Nephrotoxicity is the primary and most clinically significant dose-limiting adverse effect of IV colistin. Across published clinical series, the incidence of colistin-associated acute kidney injury (AKI) ranges from approximately 30 to 60 percent, reflecting the substantial renal toxicity of the drug. The mechanism involves direct tubular toxicity as colistin accumulates in renal proximal tubular cells, disrupting mitochondrial function and membrane integrity. Nephrotoxicity is dose-dependent — higher total daily doses and longer treatment durations increase risk — and is often reversible after drug discontinuation but can be severe and contribute to prolonged ICU stays and mortality. Given this toxicity profile, management requires close monitoring of serum creatinine, blood urea nitrogen, and urine output, with dosing adjusted for declining renal function. The narrow therapeutic window and significant nephrotoxicity are the primary reasons polymyxins are strictly reserved for infections caused by organisms with no other active agents, such as CRAB and carbapenem-resistant Enterobacterales (CRE); they must never be used empirically or for susceptible organisms. Combination therapy with other agents (carbapenem, rifampicin) is often used, though the evidence that combination reduces toxicity or improves outcomes relative to colistin monotherapy remains limited. Additional adverse effects include peripheral neuropathy (facial paresthesias, dizziness) and rare neuromuscular blockade, but these are less common and less dose-limiting than nephrotoxicity.

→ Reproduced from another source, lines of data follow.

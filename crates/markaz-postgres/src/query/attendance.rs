//! Attendance repository for daily presence tracking.

use std::future::Future;

use diesel::prelude::*;
use diesel_async::RunQueryDsl;
use uuid::Uuid;

use crate::model::{AttendanceRecord, NewAttendanceRecord};
use crate::{PgConnection, PgError, PgResult, schema};

/// Optional filters for attendance listings.
#[derive(Debug, Default, Clone, Copy, PartialEq, Eq)]
pub struct AttendanceFilter {
    /// Restrict to a single student.
    pub student_id: Option<Uuid>,
    /// Restrict to students of a single group.
    pub group_id: Option<Uuid>,
}

/// Repository for attendance database operations.
pub trait AttendanceRepository {
    /// Records an attendance entry for a student.
    fn record_attendance(
        &mut self,
        new_record: NewAttendanceRecord,
    ) -> impl Future<Output = PgResult<AttendanceRecord>> + Send;

    /// Lists attendance records matching the given filter.
    ///
    /// Records are ordered by entry date with most recent first.
    fn list_attendance(
        &mut self,
        filter: AttendanceFilter,
    ) -> impl Future<Output = PgResult<Vec<AttendanceRecord>>> + Send;
}

impl AttendanceRepository for PgConnection {
    async fn record_attendance(
        &mut self,
        new_record: NewAttendanceRecord,
    ) -> PgResult<AttendanceRecord> {
        use schema::attendance;

        diesel::insert_into(attendance::table)
            .values(&new_record)
            .returning(AttendanceRecord::as_returning())
            .get_result(self)
            .await
            .map_err(PgError::from)
    }

    async fn list_attendance(
        &mut self,
        filter: AttendanceFilter,
    ) -> PgResult<Vec<AttendanceRecord>> {
        use schema::{attendance, students};

        let mut query = attendance::table.into_boxed();

        if let Some(student_id) = filter.student_id {
            query = query.filter(attendance::dsl::student_id.eq(student_id));
        }

        if let Some(group_id) = filter.group_id {
            let group_students = students::table
                .filter(students::dsl::group_id.eq(group_id))
                .select(students::dsl::id);
            query = query.filter(attendance::dsl::student_id.eq_any(group_students));
        }

        query
            .order(attendance::dsl::entry_date.desc())
            .select(AttendanceRecord::as_select())
            .load(self)
            .await
            .map_err(PgError::from)
    }
}
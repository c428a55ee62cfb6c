//! Study group handlers: creation and listing.

use axum::Router;
use axum::extract::State;
use axum::http::StatusCode;
use axum::routing::get;
use markaz_postgres::PgClient;
use markaz_postgres::model::{Group, NewGroup};
use markaz_postgres::query::{GroupRepository, UserRepository};
use markaz_postgres::types::UserRole;
use serde::{Deserialize, Serialize};
use uuid::Uuid;
use validator::Validate;

use crate::extract::{AccessPolicy, CurrentUser, Json, Path, Permission, Query, ValidateJson};
use crate::handler::request::Pagination;
use crate::handler::{ErrorKind, Result};
use crate::service::ServiceState;

/// Tracing target for group operations.
const TRACING_TARGET: &str = "markaz_server::handler::groups";

/// Request payload for creating a group.
#[must_use]
#[derive(Debug, Serialize, Deserialize, Validate)]
#[serde(rename_all = "camelCase")]
struct CreateGroupRequest {
    /// Human-readable group name.
    #[validate(length(min = 2, max = 64))]
    pub display_name: String,
    /// Instructor account responsible for this group.
    pub instructor_id: Uuid,
    /// Free-form schedule description, e.g. "Mon/Wed 16:00".
    #[validate(length(min = 1, max = 256))]
    pub schedule: String,
    /// Optional monthly price.
    #[validate(range(min = 0))]
    pub price: Option<i32>,
}

/// Serialized group returned by the API.
#[must_use]
#[derive(Debug, Serialize, Deserialize)]
#[serde(rename_all = "camelCase")]
struct GroupResponse {
    /// Unique identifier of the group.
    pub group_id: Uuid,
    /// Human-readable group name.
    pub display_name: String,
    /// Instructor account responsible for this group.
    pub instructor_id: Uuid,
    /// Free-form schedule description.
    pub schedule: String,
    /// Optional monthly price.
    pub price: Option<i32>,
    /// Timestamp when the group was created.
    pub created_at: jiff::Timestamp,
}

impl From<Group> for GroupResponse {
    fn from(group: Group) -> Self {
        Self {
            group_id: group.id,
            display_name: group.display_name,
            instructor_id: group.instructor_id,
            schedule: group.schedule,
            price: group.price,
            created_at: group.created_at.into(),
        }
    }
}

/// Validates the account a new group is assigned to.
///
/// A missing or non-teaching account is a validation failure on the request
/// body, not a lookup miss, so both cases map to `400 Bad Request`.
fn check_instructor_role(role: Option<UserRole>) -> Result<()> {
    match role {
        Some(role) if role.is_instructor() => Ok(()),
        Some(_) => Err(ErrorKind::BadRequest
            .with_message("The referenced account does not hold the instructor role")
            .with_resource("group")
            .into_static()),
        None => Err(ErrorKind::BadRequest
            .with_message("The referenced instructor account does not exist")
            .with_resource("group")
            .into_static()),
    }
}

/// Creates a new study group.
#[tracing::instrument(skip_all)]
async fn create_group(
    State(pg_client): State<PgClient>,
    current_user: CurrentUser,
    ValidateJson(request): ValidateJson<CreateGroupRequest>,
) -> Result<(StatusCode, Json<GroupResponse>)> {
    current_user.authorize(Permission::CreateGroups)?;

    let mut conn = pg_client.get_connection().await?;

    let instructor = conn.find_user_by_id(request.instructor_id).await?;
    check_instructor_role(instructor.map(|user| user.role))?;

    let new_group = NewGroup {
        display_name: request.display_name,
        instructor_id: request.instructor_id,
        schedule: request.schedule,
        price: request.price,
    };

    let group = conn.create_group(new_group).await?;

    tracing::info!(
        target: TRACING_TARGET,
        group_id = group.id.to_string(),
        instructor_id = group.instructor_id.to_string(),
        created_by = %current_user.username,
        "group created"
    );

    Ok((StatusCode::CREATED, Json(group.into())))
}

/// Lists study groups.
#[tracing::instrument(skip_all)]
async fn list_groups(
    State(pg_client): State<PgClient>,
    current_user: CurrentUser,
    Query(pagination): Query<Pagination>,
) -> Result<Json<Vec<GroupResponse>>> {
    current_user.authorize(Permission::ViewGroups)?;

    let mut conn = pg_client.get_connection().await?;
    let groups = conn.list_groups(pagination.into()).await?;

    let response = groups.into_iter().map(GroupResponse::from).collect();
    Ok(Json(response))
}

/// Returns a single group by its ID.
#[tracing::instrument(skip_all)]
async fn get_group(
    State(pg_client): State<PgClient>,
    current_user: CurrentUser,
    Path(group_id): Path<Uuid>,
) -> Result<Json<GroupResponse>> {
    current_user.authorize(Permission::ViewGroups)?;

    let mut conn = pg_client.get_connection().await?;
    let group = conn
        .find_group_by_id(group_id)
        .await?
        .ok_or_else(|| ErrorKind::NotFound.with_resource("group").into_static())?;

    Ok(Json(group.into()))
}

/// Returns a [`Router`] with all related routes.
pub fn routes() -> Router<ServiceState> {
    Router::new()
        .route("/group/", get(list_groups).post(create_group))
        .route("/group/{group_id}/", get(get_group))
}

#[cfg(test)]
mod test {
    use axum::http::StatusCode;
    use markaz_postgres::types::UserRole;

    use super::{check_instructor_role, routes};
    use crate::handler::ErrorKind;
    use crate::handler::test::create_test_server_with_router;

    #[test]
    fn group_assignment_requires_an_instructor_account() {
        assert!(check_instructor_role(Some(UserRole::Instructor)).is_ok());

        let missing = check_instructor_role(None)
            .expect_err("a nonexistent account must fail validation");
        assert_eq!(missing.kind(), ErrorKind::BadRequest);

        for role in [UserRole::Owner, UserRole::Administrator, UserRole::Learner] {
            let wrong_role = check_instructor_role(Some(role))
                .expect_err("a non-teaching account must fail validation");
            assert_eq!(wrong_role.kind(), ErrorKind::BadRequest);
        }
    }

    #[tokio::test]
    async fn create_group_requires_token() -> anyhow::Result<()> {
        let server = create_test_server_with_router(routes)?;

        let request = serde_json::json!({
            "displayName": "Algebra I",
            "instructorId": uuid::Uuid::new_v4(),
            "schedule": "Mon/Wed 16:00",
        });

        let response = server.post("/group/").json(&request).await;
        response.assert_status(StatusCode::UNAUTHORIZED);

        Ok(())
    }

    #[tokio::test]
    async fn list_groups_requires_token() -> anyhow::Result<()> {
        let server = create_test_server_with_router(routes)?;

        let response = server.get("/group/").await;
        response.assert_status(StatusCode::UNAUTHORIZED);

        Ok(())
    }

    #[tokio::test]
    async fn get_group_requires_token() -> anyhow::Result<()> {
        let server = create_test_server_with_router(routes)?;

        let response = server.get(&format!("/group/{}/", uuid::Uuid::new_v4())).await;
        response.assert_status(StatusCode::UNAUTHORIZED);

        Ok(())
    }
}
use axum::extract::{FromRef, FromRequestParts, OptionalFromRequestParts};
use axum::http::request::Parts;
use derive_more::Deref;
use markaz_postgres::model::{Student, User};
use markaz_postgres::query::{GroupRepository, StudentRepository, UserRepository};
use markaz_postgres::types::UserRole;
use markaz_postgres::{PgClient, PgConn};
use uuid::Uuid;

use crate::TRACING_TARGET_AUTHORIZATION;
use crate::extract::auth::bearer_token::AuthToken;
use crate::extract::auth::permission::{AccessPolicy, Permission, student_scoped_access};
use crate::handler::{Error, ErrorKind, Result};
use crate::service::TokenKeys;

/// Authenticated account resolved from a verified access token.
///
/// On top of [`AuthToken`]'s stateless verification this extractor confirms
/// the account still exists, so handlers always see a live [`User`] row.
#[must_use = "current user does nothing unless you use it"]
#[derive(Debug, Clone, Deref)]
pub struct CurrentUser(pub User);

impl CurrentUser {
    /// Returns the account's role.
    #[must_use]
    pub fn role(&self) -> UserRole {
        self.0.role
    }
}

impl AccessPolicy for CurrentUser {
    fn authorize(&self, permission: Permission) -> Result<()> {
        if permission.is_permitted_by_role(self.0.role) {
            return Ok(());
        }

        tracing::debug!(
            target: TRACING_TARGET_AUTHORIZATION,
            username = self.0.username,
            role = %self.0.role,
            permission = ?permission,
            "permission denied"
        );

        Err(ErrorKind::Forbidden
            .with_context("Your role does not permit this operation")
            .into_static())
    }

    async fn authorize_student_access(
        &self,
        conn: &mut PgConn,
        student_id: Uuid,
        permission: Permission,
    ) -> Result<Student> {
        let student = conn
            .find_student_by_id(student_id)
            .await
            .map_err(Error::from)?
            .ok_or_else(|| ErrorKind::NotFound.with_resource("student").into_static())?;

        // Only instructors need the group join to decide.
        let group_instructor_id = match (self.0.role.is_instructor(), student.group_id) {
            (true, Some(group_id)) => conn
                .find_group_by_id(group_id)
                .await
                .map_err(Error::from)?
                .map(|group| group.instructor_id),
            _ => None,
        };

        student_scoped_access(permission, self.0.role, self.0.id, group_instructor_id)
            .into_result()?;
        Ok(student)
    }
}

impl<S> FromRequestParts<S> for CurrentUser
where
    S: Send + Sync,
    TokenKeys: FromRef<S>,
    PgClient: FromRef<S>,
{
    type Rejection = Error<'static>;

    async fn from_request_parts(parts: &mut Parts, state: &S) -> Result<Self> {
        // Return the cached account if it was already resolved.
        if let Some(current_user) = parts.extensions.get::<Self>() {
            return Ok(current_user.clone());
        }

        let auth_token = AuthToken::from_request_parts(parts, state).await?;

        let postgres = PgClient::from_ref(state);
        let mut conn = postgres.get_connection().await.map_err(Error::from)?;

        let user = conn
            .find_user_by_username(auth_token.username())
            .await
            .map_err(Error::from)?
            .ok_or_else(|| {
                // Valid token for an account that has since been removed.
                ErrorKind::Unauthorized
                    .with_message("The account for this token no longer exists")
                    .with_resource("authentication")
                    .into_static()
            })?;

        let current_user = Self(user);
        parts.extensions.insert(current_user.clone());
        Ok(current_user)
    }
}

impl<S> OptionalFromRequestParts<S> for CurrentUser
where
    S: Send + Sync,
    TokenKeys: FromRef<S>,
    PgClient: FromRef<S>,
{
    type Rejection = Error<'static>;

    async fn from_request_parts(parts: &mut Parts, state: &S) -> Result<Option<Self>> {
        let current_user = <Self as FromRequestParts<S>>::from_request_parts(parts, state).await;
        Ok(current_user.ok())
    }
}
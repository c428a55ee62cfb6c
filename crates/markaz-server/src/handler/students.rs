//! Student handlers: enrollment, listing and the coin leaderboard.

use axum::Router;
use axum::extract::State;
use axum::http::StatusCode;
use axum::routing::get;
use markaz_postgres::PgClient;
use markaz_postgres::model::{NewStudent, NewUser, Student};
use markaz_postgres::query::{GroupRepository, StudentRepository, UserRepository};
use markaz_postgres::types::UserRole;
use serde::{Deserialize, Serialize};
use uuid::Uuid;
use validator::Validate;

use crate::extract::{AccessPolicy, CurrentUser, Json, Path, Permission, Query, ValidateJson};
use crate::handler::request::Pagination;
use crate::handler::{ErrorKind, Result};
use crate::service::{AuthHasher, ServiceState};

/// Tracing target for student operations.
const TRACING_TARGET: &str = "markaz_server::handler::students";

/// Request payload for enrolling a student.
#[must_use]
#[derive(Debug, Serialize, Deserialize, Validate)]
#[serde(rename_all = "camelCase")]
struct CreateStudentRequest {
    /// Full name of the student.
    #[validate(length(min = 2, max = 128))]
    pub full_name: String,
    /// Optional linked login account.
    pub user_id: Option<Uuid>,
    /// Optional group to enroll the student in.
    pub group_id: Option<Uuid>,
    /// Optional postal address.
    #[validate(length(max = 256))]
    pub address: Option<String>,
    /// Optional contact phone number.
    #[validate(length(max = 32))]
    pub phone_number: Option<String>,
    /// Optional parent contact phone number.
    #[validate(length(max = 32))]
    pub parent_phone_number: Option<String>,
    /// Optional age in years.
    #[validate(range(min = 1, max = 120))]
    pub age: Option<i32>,
    /// Optional username for a linked learner login account.
    #[validate(length(min = 3, max = 32))]
    pub username: Option<String>,
    /// Password for the linked account; required alongside `username`.
    #[validate(length(min = 8, max = 128))]
    pub password: Option<String>,
}

/// Serialized student returned by the API.
#[must_use]
#[derive(Debug, Serialize, Deserialize)]
#[serde(rename_all = "camelCase")]
struct StudentResponse {
    /// Unique identifier of the student.
    pub student_id: Uuid,
    /// Full name of the student.
    pub full_name: String,
    /// Optional linked login account.
    pub user_id: Option<Uuid>,
    /// Optional group the student is enrolled in.
    pub group_id: Option<Uuid>,
    /// Optional postal address.
    pub address: Option<String>,
    /// Optional contact phone number.
    pub phone_number: Option<String>,
    /// Optional parent contact phone number.
    pub parent_phone_number: Option<String>,
    /// Optional age in years.
    pub age: Option<i32>,
    /// Accumulated reward coins.
    pub coins: i32,
    /// Timestamp when the student was enrolled.
    pub created_at: jiff::Timestamp,
}

impl From<Student> for StudentResponse {
    fn from(student: Student) -> Self {
        Self {
            student_id: student.id,
            full_name: student.full_name,
            user_id: student.user_id,
            group_id: student.group_id,
            address: student.address,
            phone_number: student.phone_number,
            parent_phone_number: student.parent_phone_number,
            age: student.age,
            coins: student.coins,
            created_at: student.created_at.into(),
        }
    }
}

/// Enrolls a new student.
///
/// When `username` and `password` are provided, a learner login account is
/// created and linked to the student.
#[tracing::instrument(skip_all)]
async fn create_student(
    State(pg_client): State<PgClient>,
    State(auth_hasher): State<AuthHasher>,
    current_user: CurrentUser,
    ValidateJson(request): ValidateJson<CreateStudentRequest>,
) -> Result<(StatusCode, Json<StudentResponse>)> {
    current_user.authorize(Permission::CreateStudents)?;

    let mut conn = pg_client.get_connection().await?;

    // A referenced group must exist before enrollment.
    if let Some(group_id) = request.group_id
        && conn.find_group_by_id(group_id).await?.is_none()
    {
        return Err(ErrorKind::NotFound.with_resource("group").into_static());
    }

    let user_id = match (request.username, &request.password) {
        (Some(username), Some(password)) => {
            let normalized_username = username.trim().to_lowercase();

            if conn.username_exists(&normalized_username).await? {
                return Err(ErrorKind::Conflict
                    .with_message("An account with this username already exists")
                    .with_resource("user")
                    .into_static());
            }

            let new_user = NewUser {
                username: normalized_username,
                password_hash: auth_hasher.hash_password(password)?,
                display_name: request.full_name.clone(),
                role: UserRole::Learner,
                phone_number: request.phone_number.clone(),
                email_address: None,
                address: request.address.clone(),
                age: request.age,
            };

            let user = conn.create_user(new_user).await?;
            Some(user.id)
        }
        (None, None) => request.user_id,
        _ => {
            return Err(ErrorKind::BadRequest
                .with_message("Username and password must be provided together")
                .with_resource("student")
                .into_static());
        }
    };

    let new_student = NewStudent {
        full_name: request.full_name,
        user_id,
        group_id: request.group_id,
        address: request.address,
        phone_number: request.phone_number,
        parent_phone_number: request.parent_phone_number,
        age: request.age,
    };

    let student = conn.create_student(new_student).await?;

    tracing::info!(
        target: TRACING_TARGET,
        student_id = student.id.to_string(),
        group_id = ?student.group_id,
        created_by = %current_user.username,
        "student enrolled"
    );

    Ok((StatusCode::CREATED, Json(student.into())))
}

/// Query parameters for listing students.
#[must_use]
#[derive(Debug, Default, Serialize, Deserialize, Validate)]
#[serde(rename_all = "camelCase")]
struct ListStudentsQuery {
    /// Restrict the listing to a single group.
    pub group_id: Option<Uuid>,
    /// The number of records to skip before starting to return results.
    pub offset: Option<u32>,
    /// The maximum number of records to return in a single request.
    pub limit: Option<u32>,
}

/// Lists students, optionally filtered by group.
///
/// Instructors only see students enrolled in their own groups.
#[tracing::instrument(skip_all)]
async fn list_students(
    State(pg_client): State<PgClient>,
    current_user: CurrentUser,
    Query(query): Query<ListStudentsQuery>,
) -> Result<Json<Vec<StudentResponse>>> {
    current_user.authorize(Permission::ViewStudents)?;

    let mut conn = pg_client.get_connection().await?;

    let students = if current_user.role().is_instructor() {
        conn.find_students_by_instructor(current_user.id).await?
    } else {
        match query.group_id {
            Some(group_id) => conn.find_students_by_group(group_id).await?,
            None => {
                let pagination = Pagination {
                    offset: query.offset,
                    limit: query.limit,
                };
                conn.list_students(pagination.into()).await?
            }
        }
    };

    let response = students.into_iter().map(StudentResponse::from).collect();
    Ok(Json(response))
}

/// Returns a single student by their ID.
///
/// Instructors may only look up students enrolled in their own groups.
#[tracing::instrument(skip_all)]
async fn get_student(
    State(pg_client): State<PgClient>,
    current_user: CurrentUser,
    Path(student_id): Path<Uuid>,
) -> Result<Json<StudentResponse>> {
    current_user.authorize(Permission::ViewStudents)?;

    let mut conn = pg_client.get_connection().await?;
    let student = current_user
        .authorize_student_access(&mut conn, student_id, Permission::ViewStudents)
        .await?;

    Ok(Json(student.into()))
}

/// Query parameters for the coin leaderboard.
#[must_use]
#[derive(Debug, Default, Serialize, Deserialize, Validate)]
#[serde(rename_all = "camelCase")]
struct TopStudentsQuery {
    /// The number of students to return, ordered by coins.
    #[validate(range(min = 1, max = 100))]
    pub limit: Option<u32>,
}

impl TopStudentsQuery {
    /// Default leaderboard size.
    const DEFAULT_LIMIT: u32 = 10;
}

/// Returns students with the highest coin balances.
#[tracing::instrument(skip_all)]
async fn top_students(
    State(pg_client): State<PgClient>,
    current_user: CurrentUser,
    Query(query): Query<TopStudentsQuery>,
) -> Result<Json<Vec<StudentResponse>>> {
    current_user.authorize(Permission::ViewStudents)?;

    let limit = query.limit.unwrap_or(TopStudentsQuery::DEFAULT_LIMIT);

    let mut conn = pg_client.get_connection().await?;
    let students = conn.list_top_students(i64::from(limit)).await?;

    let response = students.into_iter().map(StudentResponse::from).collect();
    Ok(Json(response))
}

/// Returns a [`Router`] with all related routes.
pub fn routes() -> Router<ServiceState> {
    Router::new()
        .route("/student/", get(list_students).post(create_student))
        .route("/student/top/", get(top_students))
        .route("/student/{student_id}/", get(get_student))
}

#[cfg(test)]
mod test {
    use axum::http::StatusCode;

    use super::routes;
    use crate::handler::test::create_test_server_with_router;

    #[tokio::test]
    async fn create_student_requires_token() -> anyhow::Result<()> {
        let server = create_test_server_with_router(routes)?;

        let request = serde_json::json!({ "fullName": "Aisha Karimova" });

        let response = server.post("/student/").json(&request).await;
        response.assert_status(StatusCode::UNAUTHORIZED);

        Ok(())
    }

    #[tokio::test]
    async fn list_students_requires_token() -> anyhow::Result<()> {
        let server = create_test_server_with_router(routes)?;

        let response = server.get("/student/").await;
        response.assert_status(StatusCode::UNAUTHORIZED);

        Ok(())
    }

    #[tokio::test]
    async fn top_students_requires_token() -> anyhow::Result<()> {
        let server = create_test_server_with_router(routes)?;

        let response = server.get("/student/top/").await;
        response.assert_status(StatusCode::UNAUTHORIZED);

        Ok(())
    }
}
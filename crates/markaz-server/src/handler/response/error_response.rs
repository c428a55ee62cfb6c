use std::borrow::Cow;

use axum::Json;
use axum::http::StatusCode;
use axum::response::{IntoResponse, Response};
use serde::Serialize;

/// HTTP error response representation with security-conscious design.
///
/// This struct contains all the information needed to serialize an error
/// response, including the error name, message, HTTP status code, resource
/// information, and user-friendly messages.
#[must_use = "error responses do nothing unless serialized"]
#[derive(Debug, Clone, Serialize)]
pub struct ErrorResponse<'a> {
    /// The error name/type identifier
    pub name: Cow<'a, str>,
    /// User-friendly error message safe for client display
    pub message: Cow<'a, str>,
    /// The resource that the error relates to (optional, set by handler)
    #[serde(skip_serializing_if = "Option::is_none")]
    pub resource: Option<Cow<'a, str>>,
    /// Internal context for debugging (optional, not exposed to client)
    #[serde(skip_serializing_if = "Option::is_none")]
    pub context: Option<Cow<'a, str>>,
    /// HTTP status code (not serialized in JSON)
    #[serde(skip)]
    pub status: StatusCode,
}

impl<'a> ErrorResponse<'a> {
    // 4xx Client Errors
    pub const BAD_REQUEST: Self = Self::new(
        "bad_request",
        "The request could not be processed due to invalid data",
        StatusCode::BAD_REQUEST,
    );
    pub const CONFLICT: Self = Self::new(
        "conflict",
        "The request conflicts with the current state of the resource",
        StatusCode::CONFLICT,
    );
    pub const FORBIDDEN: Self = Self::new(
        "forbidden",
        "You don't have permission to access this resource",
        StatusCode::FORBIDDEN,
    );
    // 5xx Server Errors
    pub const INTERNAL_SERVER_ERROR: Self = Self::new(
        "internal_server_error",
        "An internal server error occurred. Please try again later",
        StatusCode::INTERNAL_SERVER_ERROR,
    );
    pub const INVALID_CREDENTIALS: Self = Self::new(
        "invalid_credentials",
        "The provided credentials are incorrect",
        StatusCode::UNAUTHORIZED,
    );
    pub const INVALID_TOKEN: Self = Self::new(
        "invalid_token",
        "The authentication token is invalid or expired",
        StatusCode::UNAUTHORIZED,
    );
    pub const MALFORMED_AUTH_TOKEN: Self = Self::new(
        "malformed_auth_token",
        "The authentication token format is invalid",
        StatusCode::UNAUTHORIZED,
    );
    pub const MISSING_AUTH_TOKEN: Self = Self::new(
        "missing_auth_token",
        "Authentication is required to access this resource",
        StatusCode::UNAUTHORIZED,
    );
    pub const MISSING_PATH_PARAM: Self = Self::new(
        "missing_path_param",
        "Invalid request: missing required parameters",
        StatusCode::BAD_REQUEST,
    );
    pub const NOT_FOUND: Self = Self::new(
        "not_found",
        "The requested resource was not found",
        StatusCode::NOT_FOUND,
    );
    pub const UNAUTHORIZED: Self = Self::new(
        "unauthorized",
        "Invalid or expired authentication credentials",
        StatusCode::UNAUTHORIZED,
    );

    /// Creates a new error response.
    #[inline]
    pub const fn new(name: &'a str, message: &'a str, status: StatusCode) -> Self {
        Self {
            name: Cow::Borrowed(name),
            message: Cow::Borrowed(message),
            resource: None,
            context: None,
            status,
        }
    }

    /// Creates a new error response with custom resource.
    /// If a resource already exists, it merges them with a separator.
    pub fn with_resource(mut self, resource: impl Into<Cow<'a, str>>) -> Self {
        let new_resource = resource.into();
        self.resource = Some(match self.resource {
            Some(existing) => Cow::Owned(format!("{}/{}", existing, new_resource)),
            None => new_resource,
        });
        self
    }

    /// Creates a new error response with custom message.
    /// Appends the new message to the existing message.
    pub fn with_message(mut self, message: impl Into<Cow<'a, str>>) -> Self {
        let new_message = message.into();
        self.message = Cow::Owned(format!("{}. {}", self.message, new_message));
        self
    }

    /// Attaches context to the error response.
    /// If context already exists, it merges them with a separator.
    pub fn with_context(mut self, context: impl Into<Cow<'a, str>>) -> Self {
        let new_context = context.into();
        self.context = Some(match self.context {
            Some(existing) => Cow::Owned(format!("{}; {}", existing, new_context)),
            None => new_context,
        });
        self
    }
}

impl Default for ErrorResponse<'_> {
    #[inline]
    fn default() -> Self {
        Self::INTERNAL_SERVER_ERROR
    }
}

impl IntoResponse for ErrorResponse<'_> {
    #[inline]
    fn into_response(self) -> Response {
        (self.status, Json(self)).into_response()
    }
}

#[cfg(test)]
mod tests {
    use super::*;

    #[test]
    fn error_response_merging_resource() {
        let response = ErrorResponse::NOT_FOUND
            .with_resource("group")
            .with_resource("student");

        assert_eq!(response.resource.as_deref(), Some("group/student"));
    }

    #[test]
    fn error_response_merging_message() {
        let response = ErrorResponse::BAD_REQUEST
            .with_message("Invalid format")
            .with_message("Missing required field");

        assert_eq!(
            &response.message,
            "The request could not be processed due to invalid data. Invalid format. Missing required field"
        );
    }

    #[test]
    fn error_response_merging_context() {
        let response = ErrorResponse::INTERNAL_SERVER_ERROR
            .with_context("Database connection failed")
            .with_context("Retry attempted 3 times");

        assert_eq!(
            response.context.as_deref(),
            Some("Database connection failed; Retry attempted 3 times")
        );
    }

    #[test]
    fn invalid_credentials_is_generic() {
        // The same response is returned for unknown users and wrong passwords,
        // so the message must not hint at which one happened.
        let response = ErrorResponse::INVALID_CREDENTIALS;
        assert_eq!(response.status, StatusCode::UNAUTHORIZED);
        assert!(!response.message.contains("user"));
        assert!(!response.message.contains("password"));
    }

    #[test]
    fn error_response_serialization() {
        let response = ErrorResponse::BAD_REQUEST
            .with_resource("test_resource")
            .with_message("Test message")
            .with_context("Test context");

        let json = serde_json::to_string(&response).unwrap();

        // Should contain all serialized fields
        assert!(json.contains("name"));
        assert!(json.contains("message"));
        assert!(json.contains("resource"));
        assert!(json.contains("context"));

        // Should not contain status code (marked as skip)
        assert!(!json.contains("status"));
    }
}
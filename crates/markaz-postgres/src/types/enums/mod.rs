//! Database enumeration types backed by PostgreSQL enums.

mod user_role;

pub use user_role::UserRole;
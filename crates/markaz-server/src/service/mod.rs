//! Application state and dependency injection.

pub mod auth;
mod config;
mod error;

use markaz_postgres::PgClient;

pub use crate::service::auth::{AuthClaims, AuthHasher, TokenKeys, TokenKeysConfig, TokenUse};
pub use crate::service::config::ServiceConfig;
pub use crate::service::error::{Result, ServiceError};

/// Application state.
///
/// Used for the [`State`] extraction (dependency injection).
///
/// [`State`]: axum::extract::State
#[must_use = "state does nothing unless you use it"]
#[derive(Clone)]
pub struct ServiceState {
    // External services:
    pub postgres: PgClient,

    // Internal services:
    pub auth_hasher: AuthHasher,
    pub token_keys: TokenKeys,
}

impl ServiceState {
    /// Initializes application state from configuration.
    ///
    /// Builds the connection pool and loads the signing keys. Connections
    /// are established lazily on first use.
    pub fn from_config(config: &ServiceConfig) -> Result<Self> {
        let service_state = Self {
            postgres: config.connect_postgres()?,
            auth_hasher: config.create_password_hasher()?,
            token_keys: config.load_token_keys()?,
        };

        Ok(service_state)
    }
}

macro_rules! impl_di {
    ($($f:ident: $t:ty),+) => {$(
        impl axum::extract::FromRef<ServiceState> for $t {
            fn from_ref(state: &ServiceState) -> Self {
                state.$f.clone()
            }
        }
    )+};
}

// External services:
impl_di!(postgres: PgClient);

// Internal services:
impl_di!(auth_hasher: AuthHasher);
impl_di!(token_keys: TokenKeys);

  • Option A: Option A is incorrect because while neurological effects including peripheral paresthesias and dizziness occur with colistin, irreversible progressive motor neuropathy leading to respiratory failure is not the primary or most common dose-limiting toxicity; nephrotoxicity is far more frequent and clinically consequential.
  • Option B: Option B is incorrect because hepatotoxicity is not the recognized dose-limiting toxicity of IV colistin; the drug's primary toxicity is renal, not hepatic, and the mechanism described is not established.
  • Option D: Option D is incorrect because hematologic toxicity — specifically thrombocytopenia from megakaryocyte suppression — is not a recognized primary adverse effect of colistin; this description is not consistent with colistin's established adverse effect profile.
  • Option E: Option E is incorrect because QTc prolongation and torsades de pointes are not recognized primary adverse effects of colistin; QTc effects are associated with other antibiotics such as fluoroquinolones and azithromycin, not polymyxins.